## [Requirement]
In the material below, find the line that contains "filename src/pages/dashboard.rs" and the line that contains "use crate::util::dates::display_date;", then write out exactly those two lines and everything between them.

## [Study material]
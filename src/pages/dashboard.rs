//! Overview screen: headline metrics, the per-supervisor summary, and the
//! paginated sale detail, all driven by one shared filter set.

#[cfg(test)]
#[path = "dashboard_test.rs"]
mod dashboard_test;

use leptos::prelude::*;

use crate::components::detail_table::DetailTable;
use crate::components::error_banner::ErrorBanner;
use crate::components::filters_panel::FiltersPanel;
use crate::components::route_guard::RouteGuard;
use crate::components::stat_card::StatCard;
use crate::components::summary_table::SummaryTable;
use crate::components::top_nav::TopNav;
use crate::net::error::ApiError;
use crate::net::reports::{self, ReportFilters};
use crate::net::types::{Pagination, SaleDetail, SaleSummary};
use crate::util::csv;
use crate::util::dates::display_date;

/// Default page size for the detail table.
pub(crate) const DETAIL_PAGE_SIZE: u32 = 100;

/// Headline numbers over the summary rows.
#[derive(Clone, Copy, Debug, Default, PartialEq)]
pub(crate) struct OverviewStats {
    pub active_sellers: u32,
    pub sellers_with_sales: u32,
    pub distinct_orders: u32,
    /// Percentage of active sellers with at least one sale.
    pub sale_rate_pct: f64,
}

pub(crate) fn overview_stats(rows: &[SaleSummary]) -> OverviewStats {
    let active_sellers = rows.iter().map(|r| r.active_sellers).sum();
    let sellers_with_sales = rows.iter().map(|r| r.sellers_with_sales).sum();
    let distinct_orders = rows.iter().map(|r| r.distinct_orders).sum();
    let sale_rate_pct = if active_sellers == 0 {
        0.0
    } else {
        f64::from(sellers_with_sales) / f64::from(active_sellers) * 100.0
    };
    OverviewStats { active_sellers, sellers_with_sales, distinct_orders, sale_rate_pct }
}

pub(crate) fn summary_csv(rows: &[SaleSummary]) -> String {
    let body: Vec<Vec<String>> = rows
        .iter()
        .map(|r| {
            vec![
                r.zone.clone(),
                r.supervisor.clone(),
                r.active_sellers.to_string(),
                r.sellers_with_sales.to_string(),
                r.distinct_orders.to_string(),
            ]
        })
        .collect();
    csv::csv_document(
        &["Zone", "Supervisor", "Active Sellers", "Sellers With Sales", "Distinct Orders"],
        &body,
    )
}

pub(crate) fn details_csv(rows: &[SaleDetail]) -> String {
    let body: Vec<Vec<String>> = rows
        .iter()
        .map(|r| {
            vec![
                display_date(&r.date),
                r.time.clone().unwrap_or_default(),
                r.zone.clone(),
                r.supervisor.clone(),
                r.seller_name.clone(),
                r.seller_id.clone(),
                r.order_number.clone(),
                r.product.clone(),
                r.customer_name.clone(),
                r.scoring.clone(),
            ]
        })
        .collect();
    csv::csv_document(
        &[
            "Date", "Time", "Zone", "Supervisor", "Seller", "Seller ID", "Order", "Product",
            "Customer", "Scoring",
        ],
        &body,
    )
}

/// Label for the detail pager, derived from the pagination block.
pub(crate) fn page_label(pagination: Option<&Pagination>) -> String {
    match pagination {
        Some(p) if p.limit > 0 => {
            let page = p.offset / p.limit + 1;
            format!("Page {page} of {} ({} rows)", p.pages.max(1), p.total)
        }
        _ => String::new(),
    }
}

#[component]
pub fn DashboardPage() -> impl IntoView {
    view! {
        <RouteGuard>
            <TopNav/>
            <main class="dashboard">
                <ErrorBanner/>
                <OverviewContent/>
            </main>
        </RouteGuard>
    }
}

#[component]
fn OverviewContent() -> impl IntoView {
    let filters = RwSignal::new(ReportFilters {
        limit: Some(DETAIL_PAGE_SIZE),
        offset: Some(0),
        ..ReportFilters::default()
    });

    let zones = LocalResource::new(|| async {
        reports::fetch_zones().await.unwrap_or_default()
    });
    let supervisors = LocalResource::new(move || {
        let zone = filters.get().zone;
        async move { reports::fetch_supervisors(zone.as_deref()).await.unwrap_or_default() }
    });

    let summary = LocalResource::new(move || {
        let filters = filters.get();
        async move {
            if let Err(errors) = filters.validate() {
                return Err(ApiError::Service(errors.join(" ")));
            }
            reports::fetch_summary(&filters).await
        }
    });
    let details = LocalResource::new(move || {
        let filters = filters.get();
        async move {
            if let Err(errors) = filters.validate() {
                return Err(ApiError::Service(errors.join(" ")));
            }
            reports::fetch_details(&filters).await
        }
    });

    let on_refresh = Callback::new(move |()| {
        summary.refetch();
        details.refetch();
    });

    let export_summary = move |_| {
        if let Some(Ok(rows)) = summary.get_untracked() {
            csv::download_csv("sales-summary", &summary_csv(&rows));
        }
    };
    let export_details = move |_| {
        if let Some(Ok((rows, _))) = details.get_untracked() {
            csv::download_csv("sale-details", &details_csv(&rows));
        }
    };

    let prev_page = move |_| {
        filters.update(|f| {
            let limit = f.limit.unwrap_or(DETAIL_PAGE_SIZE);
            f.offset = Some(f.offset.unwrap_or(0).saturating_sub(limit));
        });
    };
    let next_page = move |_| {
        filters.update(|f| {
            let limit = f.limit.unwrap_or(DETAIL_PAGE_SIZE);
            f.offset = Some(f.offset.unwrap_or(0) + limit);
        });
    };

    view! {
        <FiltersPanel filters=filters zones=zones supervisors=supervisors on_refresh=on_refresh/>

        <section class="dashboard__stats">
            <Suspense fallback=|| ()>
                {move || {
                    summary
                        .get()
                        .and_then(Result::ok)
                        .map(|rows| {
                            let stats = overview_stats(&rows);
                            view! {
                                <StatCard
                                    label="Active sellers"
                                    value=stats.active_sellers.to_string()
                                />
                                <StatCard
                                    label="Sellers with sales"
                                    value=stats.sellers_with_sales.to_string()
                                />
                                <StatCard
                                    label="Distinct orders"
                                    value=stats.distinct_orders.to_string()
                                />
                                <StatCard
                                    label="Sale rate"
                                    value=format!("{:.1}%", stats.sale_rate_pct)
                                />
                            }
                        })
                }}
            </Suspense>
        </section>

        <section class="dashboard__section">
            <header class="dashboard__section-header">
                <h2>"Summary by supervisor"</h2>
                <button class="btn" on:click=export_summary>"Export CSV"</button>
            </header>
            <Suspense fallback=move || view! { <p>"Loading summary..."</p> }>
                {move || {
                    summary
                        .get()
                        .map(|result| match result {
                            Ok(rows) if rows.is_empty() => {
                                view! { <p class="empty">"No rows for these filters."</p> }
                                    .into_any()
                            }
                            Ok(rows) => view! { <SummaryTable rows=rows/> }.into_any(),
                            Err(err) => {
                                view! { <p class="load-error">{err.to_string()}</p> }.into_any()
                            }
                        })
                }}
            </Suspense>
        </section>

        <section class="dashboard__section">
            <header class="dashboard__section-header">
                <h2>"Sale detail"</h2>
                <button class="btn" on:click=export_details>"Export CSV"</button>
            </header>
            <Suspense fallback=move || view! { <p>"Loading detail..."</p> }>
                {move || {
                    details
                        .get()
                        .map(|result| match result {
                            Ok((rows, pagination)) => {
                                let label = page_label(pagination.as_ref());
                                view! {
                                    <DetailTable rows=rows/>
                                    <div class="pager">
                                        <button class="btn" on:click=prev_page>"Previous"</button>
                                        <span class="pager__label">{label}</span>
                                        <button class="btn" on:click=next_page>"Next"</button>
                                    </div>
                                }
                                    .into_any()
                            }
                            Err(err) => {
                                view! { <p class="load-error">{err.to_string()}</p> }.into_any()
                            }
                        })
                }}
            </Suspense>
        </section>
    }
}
* * *
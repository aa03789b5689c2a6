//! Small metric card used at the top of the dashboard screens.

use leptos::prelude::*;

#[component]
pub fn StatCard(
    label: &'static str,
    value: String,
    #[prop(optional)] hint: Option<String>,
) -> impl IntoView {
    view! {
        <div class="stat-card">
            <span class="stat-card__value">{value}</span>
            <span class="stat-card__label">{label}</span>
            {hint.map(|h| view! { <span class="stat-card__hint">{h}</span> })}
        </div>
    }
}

## [Reply]
filename src/pages/dashboard.rs
//! Overview screen: headline metrics, the per-supervisor summary, and the
//! paginated sale detail, all driven by one shared filter set.

#[cfg(test)]
#[path = "dashboard_test.rs"]
mod dashboard_test;

use leptos::prelude::*;

use crate::components::detail_table::DetailTable;
use crate::components::error_banner::ErrorBanner;
use crate::components::filters_panel::FiltersPanel;
use crate::components::route_guard::RouteGuard;
use crate::components::stat_card::StatCard;
use crate::components::summary_table::SummaryTable;
use crate::components::top_nav::TopNav;
use crate::net::error::ApiError;
use crate::net::reports::{self, ReportFilters};
use crate::net::types::{Pagination, SaleDetail, SaleSummary};
use crate::util::csv;
use crate::util::dates::display_date;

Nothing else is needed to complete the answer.